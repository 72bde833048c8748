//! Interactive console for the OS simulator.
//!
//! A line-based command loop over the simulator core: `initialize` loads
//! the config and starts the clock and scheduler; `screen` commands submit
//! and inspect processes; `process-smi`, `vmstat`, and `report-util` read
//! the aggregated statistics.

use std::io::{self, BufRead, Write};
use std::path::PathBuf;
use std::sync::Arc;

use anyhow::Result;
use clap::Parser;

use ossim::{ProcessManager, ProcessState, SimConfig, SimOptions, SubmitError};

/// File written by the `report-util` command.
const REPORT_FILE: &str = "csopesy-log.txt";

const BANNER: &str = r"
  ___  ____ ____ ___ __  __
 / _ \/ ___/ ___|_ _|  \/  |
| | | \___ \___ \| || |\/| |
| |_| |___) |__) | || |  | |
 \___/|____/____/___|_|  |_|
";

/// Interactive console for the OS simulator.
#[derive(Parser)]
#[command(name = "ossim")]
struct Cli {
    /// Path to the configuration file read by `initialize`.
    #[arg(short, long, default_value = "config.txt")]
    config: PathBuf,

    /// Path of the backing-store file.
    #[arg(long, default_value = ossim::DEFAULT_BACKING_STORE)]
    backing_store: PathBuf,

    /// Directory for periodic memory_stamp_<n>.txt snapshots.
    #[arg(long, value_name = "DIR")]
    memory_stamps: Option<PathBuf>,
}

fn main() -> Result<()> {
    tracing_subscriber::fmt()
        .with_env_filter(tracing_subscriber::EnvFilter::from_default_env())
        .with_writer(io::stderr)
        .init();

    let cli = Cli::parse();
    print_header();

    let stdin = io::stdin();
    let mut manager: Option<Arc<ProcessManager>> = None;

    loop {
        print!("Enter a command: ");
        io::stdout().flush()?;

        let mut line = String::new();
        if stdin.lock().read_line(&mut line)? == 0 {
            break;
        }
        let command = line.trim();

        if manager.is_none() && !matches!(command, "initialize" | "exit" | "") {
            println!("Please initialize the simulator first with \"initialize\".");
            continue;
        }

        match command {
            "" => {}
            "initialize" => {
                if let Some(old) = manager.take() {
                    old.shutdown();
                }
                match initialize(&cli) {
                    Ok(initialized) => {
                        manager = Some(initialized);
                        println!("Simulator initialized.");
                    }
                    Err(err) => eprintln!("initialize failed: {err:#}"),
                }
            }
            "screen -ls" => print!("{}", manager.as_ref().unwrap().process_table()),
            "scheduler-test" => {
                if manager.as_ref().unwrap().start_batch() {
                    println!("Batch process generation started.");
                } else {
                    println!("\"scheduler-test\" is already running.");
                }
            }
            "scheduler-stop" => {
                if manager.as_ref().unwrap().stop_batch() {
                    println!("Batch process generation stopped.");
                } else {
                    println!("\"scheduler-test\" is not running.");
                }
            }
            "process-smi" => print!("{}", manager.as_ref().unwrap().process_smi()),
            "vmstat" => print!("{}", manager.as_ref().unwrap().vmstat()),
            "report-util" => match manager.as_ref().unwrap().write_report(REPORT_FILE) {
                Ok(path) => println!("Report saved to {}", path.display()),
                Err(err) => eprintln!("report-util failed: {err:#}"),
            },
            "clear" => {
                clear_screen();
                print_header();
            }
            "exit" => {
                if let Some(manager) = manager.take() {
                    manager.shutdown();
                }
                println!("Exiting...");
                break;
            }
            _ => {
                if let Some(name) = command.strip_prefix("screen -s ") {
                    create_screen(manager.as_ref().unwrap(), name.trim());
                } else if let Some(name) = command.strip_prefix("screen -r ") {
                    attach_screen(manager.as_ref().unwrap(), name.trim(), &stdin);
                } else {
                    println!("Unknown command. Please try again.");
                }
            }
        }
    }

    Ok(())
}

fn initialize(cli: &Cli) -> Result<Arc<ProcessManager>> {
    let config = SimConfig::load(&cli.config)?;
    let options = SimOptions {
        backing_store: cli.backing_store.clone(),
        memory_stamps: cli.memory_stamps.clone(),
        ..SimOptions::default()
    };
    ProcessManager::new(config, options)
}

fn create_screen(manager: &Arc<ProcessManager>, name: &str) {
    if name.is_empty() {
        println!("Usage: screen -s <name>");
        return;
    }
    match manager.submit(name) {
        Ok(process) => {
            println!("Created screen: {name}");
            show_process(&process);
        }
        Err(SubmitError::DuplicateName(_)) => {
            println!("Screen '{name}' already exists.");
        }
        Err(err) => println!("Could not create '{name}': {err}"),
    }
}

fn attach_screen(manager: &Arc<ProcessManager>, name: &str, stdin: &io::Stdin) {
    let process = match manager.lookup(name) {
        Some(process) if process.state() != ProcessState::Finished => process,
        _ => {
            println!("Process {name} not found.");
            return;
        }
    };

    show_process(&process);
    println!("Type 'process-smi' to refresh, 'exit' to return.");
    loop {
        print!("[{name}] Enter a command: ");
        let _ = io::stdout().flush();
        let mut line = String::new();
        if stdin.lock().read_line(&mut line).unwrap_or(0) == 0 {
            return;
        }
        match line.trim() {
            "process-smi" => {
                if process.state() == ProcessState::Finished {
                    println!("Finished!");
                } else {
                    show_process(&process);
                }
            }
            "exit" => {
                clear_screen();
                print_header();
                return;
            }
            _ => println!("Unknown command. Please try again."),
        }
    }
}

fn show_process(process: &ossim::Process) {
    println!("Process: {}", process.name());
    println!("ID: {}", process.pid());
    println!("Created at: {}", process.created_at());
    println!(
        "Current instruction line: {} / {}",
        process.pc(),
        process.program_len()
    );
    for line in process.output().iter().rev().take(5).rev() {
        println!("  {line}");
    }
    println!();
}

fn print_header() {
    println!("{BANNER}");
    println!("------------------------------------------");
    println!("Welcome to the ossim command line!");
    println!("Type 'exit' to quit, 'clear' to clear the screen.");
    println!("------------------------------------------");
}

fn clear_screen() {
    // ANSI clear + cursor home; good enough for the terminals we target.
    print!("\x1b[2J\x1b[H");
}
• • • •
▶ [What needs to be done]
Would you give the material above again, complete and exact?

▶ [Response for this exercise]
repository 72bde833048c8748
//! Interactive console for the OS simulator.
//!
//! A line-based command loop over the simulator core: `initialize` loads
//! the config and starts the clock and scheduler; `screen` commands submit
//! and inspect processes; `process-smi`, `vmstat`, and `report-util` read
//! the aggregated statistics.

use std::io::{self, BufRead, Write};
use std::path::PathBuf;
use std::sync::Arc;

use anyhow::Result;
use clap::Parser;

use ossim::{ProcessManager, ProcessState, SimConfig, SimOptions, SubmitError};

/// File written by the `report-util` command.
const REPORT_FILE: &str = "csopesy-log.txt";

const BANNER: &str = r"
  ___  ____ ____ ___ __  __
 / _ \/ ___/ ___|_ _|  \/  |
| | | \___ \___ \| || |\/| |
| |_| |___) |__) | || |  | |
 \___/|____/____/___|_|  |_|
";

/// Interactive console for the OS simulator.
#[derive(Parser)]
#[command(name = "ossim")]
struct Cli {
    /// Path to the configuration file read by `initialize`.
    #[arg(short, long, default_value = "config.txt")]
    config: PathBuf,

    /// Path of the backing-store file.
    #[arg(long, default_value = ossim::DEFAULT_BACKING_STORE)]
    backing_store: PathBuf,

    /// Directory for periodic memory_stamp_<n>.txt snapshots.
    #[arg(long, value_name = "DIR")]
    memory_stamps: Option<PathBuf>,
}

fn main() -> Result<()> {
    tracing_subscriber::fmt()
        .with_env_filter(tracing_subscriber::EnvFilter::from_default_env())
        .with_writer(io::stderr)
        .init();

    let cli = Cli::parse();
    print_header();

    let stdin = io::stdin();
    let mut manager: Option<Arc<ProcessManager>> = None;

    loop {
        print!("Enter a command: ");
        io::stdout().flush()?;

        let mut line = String::new();
        if stdin.lock().read_line(&mut line)? == 0 {
            break;
        }
        let command = line.trim();

        if manager.is_none() && !matches!(command, "initialize" | "exit" | "") {
            println!("Please initialize the simulator first with \"initialize\".");
            continue;
        }

        match command {
            "" => {}
            "initialize" => {
                if let Some(old) = manager.take() {
                    old.shutdown();
                }
                match initialize(&cli) {
                    Ok(initialized) => {
                        manager = Some(initialized);
                        println!("Simulator initialized.");
                    }
                    Err(err) => eprintln!("initialize failed: {err:#}"),
                }
            }
            "screen -ls" => print!("{}", manager.as_ref().unwrap().process_table()),
            "scheduler-test" => {
                if manager.as_ref().unwrap().start_batch() {
                    println!("Batch process generation started.");
                } else {
                    println!("\"scheduler-test\" is already running.");
                }
            }
            "scheduler-stop" => {
                if manager.as_ref().unwrap().stop_batch() {
                    println!("Batch process generation stopped.");
                } else {
                    println!("\"scheduler-test\" is not running.");
                }
            }
            "process-smi" => print!("{}", manager.as_ref().unwrap().process_smi()),
            "vmstat" => print!("{}", manager.as_ref().unwrap().vmstat()),
            "report-util" => match manager.as_ref().unwrap().write_report(REPORT_FILE) {
                Ok(path) => println!("Report saved to {}", path.display()),
                Err(err) => eprintln!("report-util failed: {err:#}"),
            },
            "clear" => {
                clear_screen();
                print_header();
            }
            "exit" => {
                if let Some(manager) = manager.take() {
                    manager.shutdown();
                }
                println!("Exiting...");
                break;
            }
            _ => {
                if let Some(name) = command.strip_prefix("screen -s ") {
                    create_screen(manager.as_ref().unwrap(), name.trim());
                } else if let Some(name) = command.strip_prefix("screen -r ") {
                    attach_screen(manager.as_ref().unwrap(), name.trim(), &stdin);
                } else {
                    println!("Unknown command. Please try again.");
                }
            }
        }
    }

    Ok(())
}

fn initialize(cli: &Cli) -> Result<Arc<ProcessManager>> {
    let config = SimConfig::load(&cli.config)?;
    let options = SimOptions {
        backing_store: cli.backing_store.clone(),
        memory_stamps: cli.memory_stamps.clone(),
        ..SimOptions::default()
    };
    ProcessManager::new(config, options)
}

fn create_screen(manager: &Arc<ProcessManager>, name: &str) {
    if name.is_empty() {
        println!("Usage: screen -s <name>");
        return;
    }
    match manager.submit(name) {
        Ok(process) => {
            println!("Created screen: {name}");
            show_process(&process);
        }
        Err(SubmitError::DuplicateName(_)) => {
            println!("Screen '{name}' already exists.");
        }
        Err(err) => println!("Could not create '{name}': {err}"),
    }
}

fn attach_screen(manager: &Arc<ProcessManager>, name: &str, stdin: &io::Stdin) {
    let process = match manager.lookup(name) {
        Some(process) if process.state() != ProcessState::Finished => process,
        _ => {
            println!("Process {name} not found.");
            return;
        }
    };

    show_process(&process);
    println!("Type 'process-smi' to refresh, 'exit' to return.");
    loop {
        print!("[{name}] Enter a command: ");
        let _ = io::stdout().flush();
        let mut line = String::new();
        if stdin.lock().read_line(&mut line).unwrap_or(0) == 0 {
            return;
        }
        match line.trim() {
            "process-smi" => {
                if process.state() == ProcessState::Finished {
                    println!("Finished!");
                } else {
                    show_process(&process);
                }
            }
            "exit" => {
                clear_screen();
                print_header();
                return;
            }
            _ => println!("Unknown command. Please try again."),
        }
    }
}

fn show_process(process: &ossim::Process) {
    println!("Process: {}", process.name());
    println!("ID: {}", process.pid());
    println!("Created at: {}", process.created_at());
    println!(
        "Current instruction line: {} / {}",
        process.pc(),
        process.program_len()
    );
    for line in process.output().iter().rev().take(5).rev() {
        println!("  {line}");
    }
    println!();
}

fn print_header() {
    println!("{BANNER}");
    println!("------------------------------------------");
    println!("Welcome to the ossim command line!");
    println!("Type 'exit' to quit, 'clear' to clear the screen.");
    println!("------------------------------------------");
}

fn clear_screen() {
    // ANSI clear + cursor home; good enough for the terminals we target.
    print!("\x1b[2J\x1b[H");
}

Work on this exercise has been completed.